Another cause of the relative acceptance of taxes in Switzerland is the balance of the code between different types of income. Many national tax codes are built upon the idea, whether stated or not, that certain types of activity are "good," and some bad -- or at least, not as good as the favored activity. Accordingly, they may tax various activities at very different levels. This introduces an element of seeming unfairness into taxation, and encourages envy and divisiveness politically, as some groups seek to expand their privileges still farther, while others strive simply to gain equal treatment.
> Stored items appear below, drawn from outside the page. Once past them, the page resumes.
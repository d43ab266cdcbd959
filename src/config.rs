//! Site configuration
//!
//! Read from `pressroom.toml` in the working directory when it exists.
//! Missing keys fall back to the built-in defaults.

use std::path::Path;

use anyhow::{Context, Result};
use serde::Deserialize;

pub const CONFIG_FILE: &str = "pressroom.toml";

#[derive(Clone, Debug, Deserialize, PartialEq)]
#[serde(default)]
pub struct SiteConfig {
    pub site_name: String,
    pub base_url: String,
    pub description: String,
    pub twitter_handle: String,
    pub default_image: String,
    pub default_author: String,
    pub keywords: Vec<String>,
    /// Length of the narrated featured article, in seconds
    pub listen_duration_secs: u32,
    /// Topics the feed starts out following
    pub followed_topics: Vec<String>,
}

impl Default for SiteConfig {
    fn default() -> Self {
        Self {
            site_name: "The Pressroom".to_string(),
            base_url: "https://pressroom.example.com".to_string(),
            description: "Long reads on technology, design and the business of ideas.".to_string(),
            twitter_handle: "@pressroom".to_string(),
            default_image: "https://pressroom.example.com/og-default.png".to_string(),
            default_author: "The Pressroom Editors".to_string(),
            keywords: vec![
                "long reads".to_string(),
                "technology".to_string(),
                "design".to_string(),
            ],
            listen_duration_secs: 720,
            followed_topics: vec!["Technology".to_string(), "Design".to_string()],
        }
    }
}

impl SiteConfig {
    pub fn from_toml_str(content: &str) -> Result<Self> {
        let config: SiteConfig = toml::from_str(content).context("invalid site configuration")?;
        Ok(config)
    }

    pub fn load_from(path: &Path) -> Result<Self> {
        let content = std::fs::read_to_string(path)
            .with_context(|| format!("failed to read {}", path.display()))?;
        Self::from_toml_str(&content)
    }

    /// Load `pressroom.toml` if present, defaults when there is no file.
    pub fn load() -> Result<Self> {
        let path = Path::new(CONFIG_FILE);
        if !path.exists() {
            tracing::debug!("No {} found, using default site configuration", CONFIG_FILE);
            return Ok(Self::default());
        }
        let config = Self::load_from(path)?;
        tracing::info!(site = %config.site_name, "Loaded site configuration");
        Ok(config)
    }

    /// Absolute URL for a route path
    pub fn canonical_url(&self, path: &str) -> String {
        let base = self.base_url.trim_end_matches('/');
        if path.starts_with('/') {
            format!("{}{}", base, path)
        } else {
            format!("{}/{}", base, path)
        }
    }
}

#[cfg(test)]
mod tests {
    use super::*;

    #[test]
    fn partial_file_keeps_defaults() {
        let config = SiteConfig::from_toml_str(
            r#"
            site_name = "Field Notes"
            listen_duration_secs = 300
            "#,
        )
        .expect("valid toml");
        assert_eq!(config.site_name, "Field Notes");
        assert_eq!(config.listen_duration_secs, 300);
        assert_eq!(config.twitter_handle, SiteConfig::default().twitter_handle);
    }

    #[test]
    fn malformed_file_is_an_error() {
        assert!(SiteConfig::from_toml_str("site_name = ").is_err());
        assert!(SiteConfig::from_toml_str("listen_duration_secs = \"long\"").is_err());
    }

    #[test]
    fn canonical_urls_join_cleanly() {
        let mut config = SiteConfig::default();
        config.base_url = "https://example.com/".to_string();
        assert_eq!(config.canonical_url("/newsletter"), "https://example.com/newsletter");
        assert_eq!(config.canonical_url("about"), "https://example.com/about");
        assert_eq!(config.canonical_url("/"), "https://example.com/");
    }
}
Thus some codes tax foreigners heavily (the Arab states, for instance) while others (Russia, much of the former Soviet Empire) literally tax their own people more.1 Some codes tax corporate income higher than personal income, feeling that large enterprises need to be controlled or that they have more money and can therefore afford to pay more. Others tax companies (Europe, the United States) at much lower rates than people, in the thought that "investment" is good and creates jobs, while people having those jobs spending money on things is "consumption" and is not as good for the economy. Treatment of income by capital gains also varies widely. Some countries tax such gains more heavily than wages; others, such as the U.S. and Europe, more lightly; others have no capital gains tax at all; while in some countries, capital gains are simply treated the same as rents, wages, profits, or other incomes. Switzerland has no federal capital gains tax as such; the rate is zero. And many of the cantons treat capital gains the same as regular income in applying income tax rates, which are applied locally. Many cantons tax real estate sales, while gains on the disposition of other personal property is tax exempt. Business capital gains and income are all taxed -- and at rates as high as 50 percent.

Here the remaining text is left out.